LAURENCE CASTERA DÉVOILE SON NOUVEL ALBUM « LES CHOSES QUI NOUS LIAIENT »
Québec, 21 avril 2026 – Le nouvel album de Laurence Castera a pris son temps. 7 ans après la sortie de son dernier album, il dévoile aujourd’hui Les choses qui nous liaient, un opus dans lequel la création intuitive et brute prend toute la place.
L’artiste, qui présente toujours un folk aux racines rock capté live, a voulu aller plus loin dans cette technique d’enregistrement pour ce projet. Avec seulement quelques micros éparpillés dans une pièce, il s’est entouré de musicien.ne.s de qualité pour créer des chansons qu’on pourrait considérer comme des maquettes. À l’écoute attentive de l’album, on peut y entendre des surprises un peu partout : un train qui passe, un rire, une tambourine ajoutée à la fin d’une chanson où il n’y en avait pas. La majorité de ces morceaux enregistrés sur le vif ont finalement fait leur chemin directement jusqu’à l’album. Inconsciemment, Laurence a ainsi créé une œuvre qui refuse complètement de s’aligner à la montée de l’IA et de sa perfection beige.
« C’est un album que je voulais imparfait »
Sur le plan sonore, Laurence Castera s’est inspiré d’artistes comme Junip et José Gonzales, qui utilisent souvent des guitares classiques saturées pour salir le mix et donner du caractère aux morceaux. Également, il était important pour lui que les chansons suivent un pattern : dans presque toutes les chansons, on y retrouve des moments répétitifs et méditatifs.
« Je suis moins gêné de dire les choses, on dirait »

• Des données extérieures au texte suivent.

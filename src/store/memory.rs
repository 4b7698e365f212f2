//! In-process [`KeyValueStore`] backed by moka.
//!
//! Suitable for a single gateway instance and for tests. Each entry carries
//! its own deadline; moka's [`Expiry`] hook evicts it once the deadline
//! passes, and every read re-checks the deadline so an entry is never served
//! late. Read-modify-write operations go through moka's per-key
//! `and_compute_with`, which makes them atomic.

use std::collections::HashMap;
use std::time::{Duration, Instant};

use async_trait::async_trait;
use moka::Expiry;
use moka::ops::compute::{CompResult, Op};
use moka::sync::Cache;

use crate::traits::KeyValueStore;
use crate::{GatewayError, Result};

/// Default maximum number of keys held.
const DEFAULT_MAX_ENTRIES: u64 = 100_000;

#[derive(Debug, Clone)]
enum Data {
    Bytes(Vec<u8>),
    Counter(i64),
    Hash(HashMap<String, String>),
}

#[derive(Debug, Clone)]
struct Slot {
    data: Data,
    expires_at: Option<Instant>,
}

impl Slot {
    fn new(data: Data, ttl: Option<Duration>) -> Self {
        Self {
            data,
            expires_at: ttl.map(|ttl| Instant::now() + ttl),
        }
    }

    fn is_live(&self, now: Instant) -> bool {
        self.expires_at.is_none_or(|deadline| deadline > now)
    }

    fn remaining(&self, now: Instant) -> Option<Duration> {
        self.expires_at
            .map(|deadline| deadline.saturating_duration_since(now))
    }
}

struct SlotExpiry;

impl Expiry<String, Slot> for SlotExpiry {
    fn expire_after_create(&self, _key: &String, value: &Slot, created_at: Instant) -> Option<Duration> {
        value.remaining(created_at)
    }

    fn expire_after_update(
        &self,
        _key: &String,
        value: &Slot,
        updated_at: Instant,
        _duration_until_expiry: Option<Duration>,
    ) -> Option<Duration> {
        value.remaining(updated_at)
    }
}

/// Thread-safe in-memory store with per-key TTL.
pub struct MemoryStore {
    entries: Cache<String, Slot>,
}

impl MemoryStore {
    /// Create an empty store with the default capacity (100,000 keys).
    pub fn new() -> Self {
        Self::with_max_entries(DEFAULT_MAX_ENTRIES)
    }

    /// Create a store with a custom capacity.
    pub fn with_max_entries(max: u64) -> Self {
        Self {
            entries: Cache::builder()
                .max_capacity(max)
                .expire_after(SlotExpiry)
                .build(),
        }
    }

    fn live(&self, key: &str) -> Option<Slot> {
        self.entries
            .get(key)
            .filter(|slot| slot.is_live(Instant::now()))
    }

    /// Evict all entries.
    pub fn clear(&self) {
        self.entries.invalidate_all();
    }
}

impl Default for MemoryStore {
    fn default() -> Self {
        Self::new()
    }
}

fn wrong_type(key: &str) -> GatewayError {
    GatewayError::Store(format!(
        "WRONGTYPE operation against key '{key}' holding the wrong kind of value"
    ))
}

/// Treat an expired-but-not-yet-evicted entry as absent.
fn live_value(existing: Option<moka::Entry<String, Slot>>) -> Option<Slot> {
    let now = Instant::now();
    existing
        .map(|entry| entry.into_value())
        .filter(|slot| slot.is_live(now))
}

#[async_trait]
impl KeyValueStore for MemoryStore {
    async fn get(&self, key: &str) -> Result<Option<Vec<u8>>> {
        match self.live(key).map(|slot| slot.data) {
            None => Ok(None),
            Some(Data::Bytes(bytes)) => Ok(Some(bytes)),
            Some(Data::Counter(n)) => Ok(Some(n.to_string().into_bytes())),
            Some(Data::Hash(_)) => Err(wrong_type(key)),
        }
    }

    async fn set(&self, key: &str, value: &[u8], ttl: Duration) -> Result<()> {
        self.entries.insert(
            key.to_owned(),
            Slot::new(Data::Bytes(value.to_vec()), Some(ttl)),
        );
        Ok(())
    }

    async fn set_if_absent(&self, key: &str, value: &[u8], ttl: Duration) -> Result<bool> {
        let result = self
            .entries
            .entry(key.to_owned())
            .and_compute_with(|existing| match live_value(existing) {
                Some(_) => Op::Nop,
                None => Op::Put(Slot::new(Data::Bytes(value.to_vec()), Some(ttl))),
            });
        Ok(matches!(
            result,
            CompResult::Inserted(_) | CompResult::ReplacedWith(_)
        ))
    }

    async fn increment(&self, key: &str, window: Duration) -> Result<i64> {
        let result = self
            .entries
            .entry(key.to_owned())
            .and_compute_with(|existing| match live_value(existing) {
                Some(Slot {
                    data: Data::Counter(n),
                    expires_at,
                }) => Op::Put(Slot {
                    data: Data::Counter(n + 1),
                    expires_at,
                }),
                Some(_) => Op::Nop,
                None => Op::Put(Slot::new(Data::Counter(1), Some(window))),
            });

        match result {
            CompResult::Inserted(entry) | CompResult::ReplacedWith(entry) => {
                match entry.into_value().data {
                    Data::Counter(n) => Ok(n),
                    _ => Err(wrong_type(key)),
                }
            }
            _ => Err(wrong_type(key)),
        }
    }

    async fn expire(&self, key: &str, ttl: Duration) -> Result<bool> {
        let result = self
            .entries
            .entry(key.to_owned())
            .and_compute_with(|existing| match live_value(existing) {
                Some(slot) => Op::Put(Slot::new(slot.data, Some(ttl))),
                None => Op::Nop,
            });
        Ok(matches!(result, CompResult::ReplacedWith(_)))
    }

    async fn exists(&self, key: &str) -> Result<bool> {
        Ok(self.live(key).is_some())
    }

    async fn hash_set_if_absent(&self, table: &str, field: &str, value: &str) -> Result<bool> {
        let mut mismatched = false;
        let result = self
            .entries
            .entry(table.to_owned())
            .and_compute_with(|existing| match live_value(existing) {
                Some(Slot {
                    data: Data::Hash(mut map),
                    expires_at,
                }) => {
                    if map.contains_key(field) {
                        Op::Nop
                    } else {
                        map.insert(field.to_owned(), value.to_owned());
                        Op::Put(Slot {
                            data: Data::Hash(map),
                            expires_at,
                        })
                    }
                }
                Some(_) => {
                    mismatched = true;
                    Op::Nop
                }
                None => {
                    let map = HashMap::from([(field.to_owned(), value.to_owned())]);
                    Op::Put(Slot::new(Data::Hash(map), None))
                }
            });

        if mismatched {
            return Err(wrong_type(table));
        }
        Ok(matches!(
            result,
            CompResult::Inserted(_) | CompResult::ReplacedWith(_)
        ))
    }

    async fn hash_get(&self, table: &str, field: &str) -> Result<Option<String>> {
        match self.live(table).map(|slot| slot.data) {
            None => Ok(None),
            Some(Data::Hash(map)) => Ok(map.get(field).cloned()),
            Some(_) => Err(wrong_type(table)),
        }
    }
}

Au niveau des textes, l’album est plus assumé que jamais. Traitant de cassures vécues dans des relations autant avec des parents que des amis, les paroles portent une certaine colère bien dosée.
La co-réalisation de l’album avec nul autre que Salomé Leclerc fut primordiale pour atteindre l’effet brut recherché dans Les choses qui nous liaient. Se sont également ajoutés au projet les musicien.ne.s Charles Blondeau, Pierre-Olivier Gagnon et Camille Gélinas ainsi que Pierre Girard au mixe et Benoît Fecteau au matriçage.